If this stuff is remotely useful, then it is useful to everyone, and I
don't see the point in littering the arch code with it. We have plenty
of buy-in features that can be selected by an architecture and ignored
by others if they see fit.

> 
> I guess we could do this in generic IRQ code too. Perhaps making it
> conditional behind a Kconfig, if required.
> 
> >
> > >       trace_ipi_raise(target, ipi_types[ipinr]);
> > >       arm64_send_ipi(target, ipinr);
> > >  }
> > >
> > > +bool cpus_has_pending_ipi(const struct cpumask *mask)
> > > +{
> > > +     unsigned int cpu;
> > > +
> > > +     for_each_cpu(cpu, mask) {
> > > +             if (per_cpu(pending_ipi, cpu))
> > > +                     return true;
> > > +     }
> > > +     return false;
> > > +}
> > > +
> >
> > The lack of memory barriers makes me wonder how reliable this is.
> > Maybe this is relying on the IPIs themselves acting as such, but
> > that's extremely racy no matter how you look at it.
> 
> It's deliberately lightweight. I am worried about introducing
> locking/barriers, as those could be costly and introduce latencies in
> these paths.

"I've made this car 10% faster by removing the brakes. It's great! Try
it!"

> Still this is good enough to significantly improve cpuidle based
> decisions in this regard.

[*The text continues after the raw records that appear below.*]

//! Physical Constants for wxbus
//!
//! Fundamental constants and regression coefficients used by the unit
//! conversions, comfort indices and psychrometric calculations. Values are
//! `f64` because the bus carries Kelvin and Pascal at a resolution where
//! single precision starts to show.

use core::f64::consts::PI;

// ===== TEMPERATURE SCALES =====

/// Offset between the Kelvin and Celsius scales (K).
///
/// 0 °C = 273.15 K exactly.
///
/// Source: NIST Special Publication 330 (2019)
pub const KELVIN_OFFSET: f64 = 273.15;

/// Offset between the Fahrenheit and Celsius scales (°F at 0 °C).
pub const FAHRENHEIT_OFFSET: f64 = 32.0;

/// Ratio of a Fahrenheit degree to a Celsius degree.
pub const FAHRENHEIT_PER_CELSIUS: f64 = 9.0 / 5.0;

// ===== PRESSURE, SPEED AND ANGLE CONVERSIONS =====

/// Pascals per millibar (= hPa).
pub const PA_PER_MBAR: f64 = 100.0;

/// Kilometres per hour in one metre per second.
pub const KMH_PER_MS: f64 = 3.6;

/// Metres per second in one knot (1852 m / 3600 s).
///
/// Source: International nautical mile definition
pub const MS_PER_KNOT: f64 = 1852.0 / 3600.0;

/// Radians per degree.
pub const RAD_PER_DEG: f64 = PI / 180.0;

// ===== MAGNUS APPROXIMATION =====

/// Magnus coefficient `a` (dimensionless).
///
/// ```text
/// γ(T,RH) = ln(RH) + (a × T)/(b + T)
/// Td = (b × γ)/(a - γ)
/// ```
///
/// Source: Magnus-Tetens, Alduchov & Eskridge (1996) variant
pub const MAGNUS_A: f64 = 17.27;

/// Magnus coefficient `b` (°C).
pub const MAGNUS_B_C: f64 = 237.7;

/// Saturation vapour pressure of water at 0 °C (hPa).
///
/// Prefactor of the Magnus exponential: `es = 6.112 × e^(a·T/(b+T))`.
pub const MAGNUS_ES0_HPA: f64 = 6.112;

/// Relative humidity clamp applied before taking its logarithm.
///
/// Keeps `ln(RH)` finite at 0 and keeps the dew point strictly below the
/// air temperature at saturation.
pub const DEW_POINT_RH_MIN: f64 = 0.01;

/// Upper relative humidity clamp for the dew point logarithm.
pub const DEW_POINT_RH_MAX: f64 = 0.99;

// ===== GAS CONSTANTS =====

/// Specific gas constant for dry air (J/(kg·K)).
///
/// Source: CIPM-2007 air density equation
pub const R_DRY_AIR: f64 = 287.0531;

/// Specific gas constant for water vapour (J/(kg·K)).
///
/// Source: CIPM-2007 air density equation
pub const R_WATER_VAPOR: f64 = 461.4964;

/// Absolute humidity factor (kg·K/J), approximately `1 / R_WATER_VAPOR`.
///
/// `AH = ABSOLUTE_HUMIDITY_FACTOR × e / T` with `e` in Pa and `T` in K.
pub const ABSOLUTE_HUMIDITY_FACTOR: f64 = 0.002166;

/// Sea-level air density of the International Standard Atmosphere (kg/m³).
///
/// Fallback for air density when temperature or pressure are unusable.
///
/// Source: ISO 2533:1975
pub const ISA_SEA_LEVEL_DENSITY: f64 = 1.225;

/// Standard atmospheric pressure at sea level (Pa).
///
/// Source: International Standard Atmosphere (ISA)
pub const SEA_LEVEL_PRESSURE_PA: f64 = 101_325.0;

// ===== WIND CHILL =====

/// Wind chill is only defined below this air temperature (°C).
///
/// Source: Environment Canada / NWS joint wind chill index (2001)
pub const WIND_CHILL_MAX_TEMP_C: f64 = 10.0;

/// Wind chill is only defined at or above this wind speed (km/h).
pub const WIND_CHILL_MIN_WIND_KMH: f64 = 4.8;

/// Wind chill regression coefficients, in order: constant, `T`, `V^0.16`
/// and `T·V^0.16` (T in °C, V in km/h).
pub const WIND_CHILL_COEFFS: [f64; 4] = [13.12, 0.6215, -11.37, 0.3965];

/// Velocity exponent of the wind chill regression.
pub const WIND_CHILL_EXPONENT: f64 = 0.16;

// ===== HEAT INDEX =====

/// Heat index is only defined at or above this air temperature (°C).
///
/// 80 °F rounded the way the NWS publishes it.
///
/// Source: NWS Technical Attachment SR 90-23 (Rothfusz 1990)
pub const HEAT_INDEX_MIN_TEMP_C: f64 = 26.7;

/// Heat index is only defined at or above this relative humidity (%).
pub const HEAT_INDEX_MIN_RH_PCT: f64 = 40.0;

/// Rothfusz regression coefficients `c1..c9` over (T °F, RH %).
///
/// ```text
/// HI = c1 + c2·T + c3·R + c4·T·R + c5·T² + c6·R² + c7·T²·R + c8·T·R² + c9·T²·R²
/// ```
pub const ROTHFUSZ: [f64; 9] = [
    -42.379,
    2.049_015_23,
    10.143_331_27,
    -0.224_755_41,
    -0.006_837_83,
    -0.054_817_17,
    0.001_228_74,
    0.000_852_82,
    -0.000_001_99,
];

Please have a look at the commit message of
> patch3.

If I can't see how this thing is *correct*, I really don't care how
fast it is. You might as well remove most locks and barriers from the
kernel -- it will be even faster!

	M.

-- 
Without deviation from the norm, progress is not possible.